▶ _What is required_: Look through the material for lines with the word "NotFound", and copy each one.
»»
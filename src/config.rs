//! Settings loaded from `~/.content-store/config.toml`.
//!
//! The file is optional; every field falls back to its default. Command-line
//! flags and `CONTENT_STORE_*` environment variables override what is loaded
//! here.

use crate::store::{StoreConfig, DEFAULT_KEY_PREFIX};
use crate::utils::store_home;
use serde::{Deserialize, Serialize};
use std::path::{Path, PathBuf};
use std::str::FromStr;
use thiserror::Error;
use tracing::{debug, warn, Level};

/// Name of the settings file inside the store home folder.
pub const SETTINGS_FILENAME: &str = "config.toml";

#[derive(Debug, Error)]
pub enum ConfigError {
    #[error("Failed to read settings file: {0}")]
    Io(#[from] std::io::Error),

    #[error("Failed to parse settings TOML: {0}")]
    Toml(#[from] toml::de::Error),

    #[error("Invalid value for {field}: '{value}'")]
    InvalidValue { field: &'static str, value: String },
}

/// `[store]` table.
#[derive(Debug, Clone, Serialize, Deserialize, PartialEq, Eq)]
#[serde(default, deny_unknown_fields)]
pub struct StoreSection {
    /// Prefix for every storage key
    pub key_prefix: String,
    /// Directory of the file-backed substrate (default: `~/.content-store/data`)
    pub data_dir: Option<PathBuf>,
}

impl Default for StoreSection {
    fn default() -> Self {
        Self {
            key_prefix: DEFAULT_KEY_PREFIX.to_string(),
            data_dir: None,
        }
    }
}

/// `[log]` table.
#[derive(Debug, Clone, Serialize, Deserialize, PartialEq, Eq)]
#[serde(default, deny_unknown_fields)]
pub struct LogSection {
    /// Default level when `RUST_LOG` is not set
    pub level: String,
    pub json: bool,
    /// `daily`, `hourly`, or `never`
    pub rotation: String,
    /// Log directory (default: `~/.content-store/logs`)
    pub dir: Option<PathBuf>,
}

impl Default for LogSection {
    fn default() -> Self {
        Self {
            level: "info".to_string(),
            json: false,
            rotation: "daily".to_string(),
            dir: None,
        }
    }
}

/// Top-level settings.
#[derive(Debug, Clone, Default, Serialize, Deserialize, PartialEq, Eq)]
pub struct Settings {
    #[serde(default)]
    pub store: StoreSection,
    #[serde(default)]
    pub log: LogSection,
}

impl Settings {
    /// Parse settings from TOML text.
    pub fn from_toml(content: &str) -> Result<Self, ConfigError> {
        Ok(toml::from_str(content)?)
    }

    #[must_use]
    pub fn data_dir(&self) -> PathBuf {
        self.store
            .data_dir
            .clone()
            .unwrap_or_else(|| store_home().join("data"))
    }

    #[must_use]
    pub fn log_dir(&self) -> PathBuf {
        self.log
            .dir
            .clone()
            .unwrap_or_else(|| store_home().join("logs"))
    }

    pub fn log_level(&self) -> Result<Level, ConfigError> {
        Level::from_str(self.log.level.trim()).map_err(|_| ConfigError::InvalidValue {
            field: "log.level",
            value: self.log.level.clone(),
        })
    }

    #[must_use]
    pub fn store_config(&self) -> StoreConfig {
        StoreConfig {
            key_prefix: self.store.key_prefix.clone(),
        }
    }
}

/// Default location of the settings file (`~/.content-store/config.toml`).
#[must_use]
pub fn default_settings_path() -> PathBuf {
    store_home().join(SETTINGS_FILENAME)
}

/// Load settings from `path`, or from [`default_settings_path`].
///
/// A missing file yields `Settings::default()`.
///
/// # Errors
///
/// Returns [`ConfigError`] if the file exists but cannot be read or parsed.
pub fn load_settings(path: Option<&Path>) -> Result<Settings, ConfigError> {
    let path = path.map_or_else(default_settings_path, Path::to_path_buf);
    if !path.exists() {
        debug!("Settings not found at {}; using defaults", path.display());
        return Ok(Settings::default());
    }

    let content = std::fs::read_to_string(&path)?;
    let settings = Settings::from_toml(&content)?;
    if settings.store.key_prefix.trim().is_empty() {
        warn!("Empty store.key_prefix in {}", path.display());
        return Err(ConfigError::InvalidValue {
            field: "store.key_prefix",
            value: settings.store.key_prefix,
        });
    }
    debug!("Loaded settings from {}", path.display());
    Ok(settings)
}

#[cfg(test)]
#[path = "config_tests.rs"]
mod config_tests;
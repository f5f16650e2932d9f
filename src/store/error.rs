//! Error type for the indexed store.

use crate::kv::KvError;
use thiserror::Error;

/// Unified error type for store operations.
///
/// Only mutations surface these; lookups log and degrade to "absent".
#[derive(Error, Debug)]
pub enum StoreError {
    #[error("Storage error: {0}")]
    Kv(#[from] KvError),
    #[error("JSON error: {0}")]
    JsonError(#[from] serde_json::Error),
    #[error("Item not found: {0}")]
    NotFound(String),
    #[error("Item already exists: {0}")]
    AlreadyExists(String),
    #[error("Invalid item: {0}")]
    InvalidItem(String),
    #[error("Corrupt value under '{key}': {reason}")]
    Corrupt { key: String, reason: String },
}

impl StoreError {
    /// Create a not found error
    #[must_use]
    pub fn not_found(id: impl Into<String>) -> Self {
        StoreError::NotFound(id.into())
    }

    /// Create a corruption error for a storage key
    #[must_use]
    pub fn corrupt(key: impl Into<String>, reason: impl ToString) -> Self {
        StoreError::Corrupt {
            key: key.into(),
            reason: reason.to_string(),
        }
    }
}
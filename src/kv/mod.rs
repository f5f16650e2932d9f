//! Flat asynchronous key-value substrate.
//!
//! The store layer never interprets anything below this trait: keys are plain
//! strings and values are JSON text. Single-key operations are atomic; nothing
//! is promised across keys, except that `multi_set` writes its last pair only
//! after every earlier pair has been written.

mod file;
mod memory;

pub use file::FileKv;
pub use memory::MemoryKv;

use async_trait::async_trait;
use std::sync::Arc;
use thiserror::Error;

/// Errors surfaced by a substrate implementation.
#[derive(Error, Debug)]
pub enum KvError {
    #[error("IO error: {0}")]
    IoError(#[from] std::io::Error),
    #[error("Invalid key '{0}'")]
    InvalidKey(String),
    #[error("Backend error: {0}")]
    Backend(String),
}

impl KvError {
    /// Create a backend error with a message
    pub fn backend(msg: impl Into<String>) -> Self {
        KvError::Backend(msg.into())
    }
}

/// The key-value contract the indexed store is layered on.
///
/// `multi_get` returns one slot per requested key, in request order.
#[async_trait]
pub trait KvStore: Send + Sync {
    async fn get(&self, key: &str) -> Result<Option<String>, KvError>;

    async fn set(&self, key: &str, value: String) -> Result<(), KvError>;

    /// Removing an absent key is not an error.
    async fn remove(&self, key: &str) -> Result<(), KvError>;

    async fn multi_get(&self, keys: &[String]) -> Result<Vec<Option<String>>, KvError> {
        let mut values = Vec::with_capacity(keys.len());
        for key in keys {
            values.push(self.get(key).await?);
        }
        Ok(values)
    }

    /// The last pair must not be written unless every earlier pair was.
    async fn multi_set(&self, pairs: Vec<(String, String)>) -> Result<(), KvError> {
        for (key, value) in pairs {
            self.set(&key, value).await?;
        }
        Ok(())
    }

    async fn multi_remove(&self, keys: &[String]) -> Result<(), KvError> {
        for key in keys {
            self.remove(key).await?;
        }
        Ok(())
    }
}

#[async_trait]
impl<T: KvStore + ?Sized> KvStore for Arc<T> {
    async fn get(&self, key: &str) -> Result<Option<String>, KvError> {
        (**self).get(key).await
    }

    async fn set(&self, key: &str, value: String) -> Result<(), KvError> {
        (**self).set(key, value).await
    }

    async fn remove(&self, key: &str) -> Result<(), KvError> {
        (**self).remove(key).await
    }

    async fn multi_get(&self, keys: &[String]) -> Result<Vec<Option<String>>, KvError> {
        (**self).multi_get(keys).await
    }

    async fn multi_set(&self, pairs: Vec<(String, String)>) -> Result<(), KvError> {
        (**self).multi_set(pairs).await
    }

    async fn multi_remove(&self, keys: &[String]) -> Result<(), KvError> {
        (**self).multi_remove(keys).await
    }
}
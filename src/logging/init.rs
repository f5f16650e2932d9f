use color_eyre::eyre::Result;
use tracing_appender::rolling::{RollingFileAppender, Rotation};
use tracing_error::ErrorLayer;
use tracing_subscriber::{
    fmt::{self, format::FmtSpan},
    layer::SubscriberExt,
    util::SubscriberInitExt,
    EnvFilter, Layer,
};

use super::{LogConfig, LOG_FILENAME};

fn env_filter(config: &LogConfig) -> EnvFilter {
    EnvFilter::try_from_default_env().unwrap_or_else(|_| EnvFilter::new(config.default_directive()))
}

/// Initialize the logging system with the given configuration.
///
/// Logs go to a rotating file and to stderr, so stdout stays reserved for
/// command output. `RUST_LOG` overrides the configured level.
///
/// # Errors
///
/// Returns an error if the log directory cannot be created or a global
/// subscriber is already installed.
pub fn init_logging(config: &LogConfig) -> Result<()> {
    std::fs::create_dir_all(&config.log_dir)?;
    let file_appender =
        RollingFileAppender::new(config.rotation.clone(), &config.log_dir, LOG_FILENAME);

    if config.json_format {
        let json_file_layer = fmt::layer()
            .json()
            .with_writer(file_appender)
            .with_span_events(FmtSpan::CLOSE)
            .with_current_span(true)
            .with_target(true)
            .with_filter(env_filter(config));
        let json_stderr_layer = fmt::layer()
            .json()
            .with_writer(std::io::stderr)
            .with_current_span(true)
            .with_target(true)
            .with_filter(env_filter(config));
        tracing_subscriber::registry()
            .with(json_file_layer)
            .with(json_stderr_layer)
            .with(ErrorLayer::default())
            .try_init()?;
    } else {
        let file_layer = fmt::layer()
            .with_writer(file_appender)
            .with_span_events(FmtSpan::CLOSE)
            .with_target(true)
            .with_ansi(false)
            .with_filter(env_filter(config));
        let stderr_layer = fmt::layer()
            .with_writer(std::io::stderr)
            .with_target(false)
            .with_ansi(true)
            .with_filter(env_filter(config));
        tracing_subscriber::registry()
            .with(file_layer)
            .with(stderr_layer)
            .with(ErrorLayer::default())
            .try_init()?;
    }
    Ok(())
}

/// Parse rotation period from string.
#[must_use]
pub fn parse_rotation(s: &str) -> Rotation {
    match s.trim().to_lowercase().as_str() {
        "hourly" => Rotation::HOURLY,
        "never" => Rotation::NEVER,
        _ => Rotation::DAILY,
    }
}
impl AttributeReader {
    #[must_use]
    pub const fn new(encoding: CharEncoding) -> Self {
        Self { encoding }
    }

    /// Fill the value of every attribute of `template`.
    ///
    /// `get_attribute_value(template, count)` performs the native call. When
    /// the module reports an attribute as unavailable (`CK_UNAVAILABLE_INFORMATION`
    /// length), the other attributes are still populated, the unavailable
    /// ones are set to [`Value::Absent`], and the first of them is reported as
    /// [`WrapperError::AttributeUnavailable`].
    pub fn read<F>(&self, template: &mut [Attribute], mut get_attribute_value: F) -> WResult<()>
    where
        F: FnMut(CK_ATTRIBUTE_PTR, CK_ULONG) -> CK_RV,
    {
        if template.is_empty() {
            return Ok(());
        }
        let count = CK_ULONG::try_from(template.len())?;
        let mut native: Vec<CK_ATTRIBUTE> = Vec::new();
        native.try_reserve_exact(template.len())?;
        native.extend(template.iter().map(|a| CK_ATTRIBUTE {
            type_: a.attribute_type,
            pValue: ptr::null_mut(),
            ulValueLen: 0,
        }));

        // 1. lengths
        let rv = get_attribute_value(native.as_mut_ptr(), count);
        check(rv)?;

        // 2. allocation
        let mut slots = Vec::new();
        slots.try_reserve_exact(template.len())?;
        for attribute in &native {
            let slot = if attribute.ulValueLen == CK_UNAVAILABLE_INFORMATION {
                Slot::Unavailable
            } else {
                let len = usize::try_from(attribute.ulValueLen)?;
                match AttributeKind::of(attribute.type_) {
                    AttributeKind::TemplateArray => {
                        let n = len / size_of::<CK_ATTRIBUTE>();
                        let mut attributes = Vec::new();
                        attributes.try_reserve_exact(n)?;
                        attributes.resize(n, CK_ATTRIBUTE::default());
                        let mut buffers = Vec::new();
                        buffers.try_reserve_exact(n)?;
                        buffers.resize_with(n, || None);
                        Slot::Nested {
                            attributes,
                            buffers,
                        }
                    }
                    _ => Slot::Scalar(Buffer::new(len)?),
                }
            };
            slots.push(slot);
        }

        let arrays: Vec<usize> = slots
            .iter()
            .enumerate()
            .filter(|(_, s)| matches!(s, Slot::Nested { attributes, .. } if !attributes.is_empty()))
            .map(|(i, _)| i)
            .collect();
        if !arrays.is_empty() {
            // second probe: nested types and lengths
            let mut probe = Vec::new();
            probe.try_reserve_exact(arrays.len())?;
            for &i in &arrays {
                let mut attribute = native[i];
                slots[i].bind(&mut attribute);
                probe.push(attribute);
            }
            trace!("{FUNCTION}: probing {} nested templates", probe.len());
            check(get_attribute_value(
                probe.as_mut_ptr(),
                CK_ULONG::try_from(probe.len())?,
            ))?;
            for &i in &arrays {
                if let Slot::Nested {
                    attributes,
                    buffers,
                } = &mut slots[i]
                {
                    for (nested, buffer) in attributes.iter().zip(buffers.iter_mut()) {
                        if nested.ulValueLen != CK_UNAVAILABLE_INFORMATION {
                            *buffer = Some(Buffer::new(usize::try_from(nested.ulValueLen)?)?);
                        }
                    }
                }
            }
        }

        // 3. values
        for (attribute, slot) in native.iter_mut().zip(slots.iter_mut()) {
            slot.bind(attribute);
        }
        let rv = get_attribute_value(native.as_mut_ptr(), count);
        check(rv)?;

        // 4. decoding
        let mut unavailable = None;
        for (index, ((managed, attribute), slot)) in template
            .iter_mut()
            .zip(&native)
            .zip(&slots)
            .enumerate()
        {
            managed.value = match slot {
                _ if attribute.ulValueLen == CK_UNAVAILABLE_INFORMATION => {
                    unavailable.get_or_insert(index);
                    Value::Absent
                }
                Slot::Unavailable => {
                    unavailable.get_or_insert(index);
                    Value::Absent
                }
                Slot::Scalar(buffer) => decode_scalar(attribute, Some(buffer), self.encoding)?,
                Slot::Nested {
                    attributes,
                    buffers,
                } => {
                    let n = usize::try_from(attribute.ulValueLen)? / size_of::<CK_ATTRIBUTE>();
                    let mut nested = Vec::new();
                    nested.try_reserve_exact(n.min(attributes.len()))?;
                    for (a, b) in attributes.iter().zip(buffers).take(n) {
                        nested.push(Attribute::new(
                            a.type_,
                            decode_scalar(a, b.as_ref(), self.encoding)?,
                        ));
                    }
                    Value::Template(nested)
                }
            };
        }

        match unavailable {
            Some(index) => Err(WrapperError::AttributeUnavailable {
                index,
                attribute_type: template[index].attribute_type,
            }),
            None if rv != CKR_OK => Err(WrapperError::pkcs11(FUNCTION, rv)),
            None => Ok(()),
        }
    }
}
««
▶ _Response to this task_:
    NotFound(String),
        StoreError::NotFound(id.into())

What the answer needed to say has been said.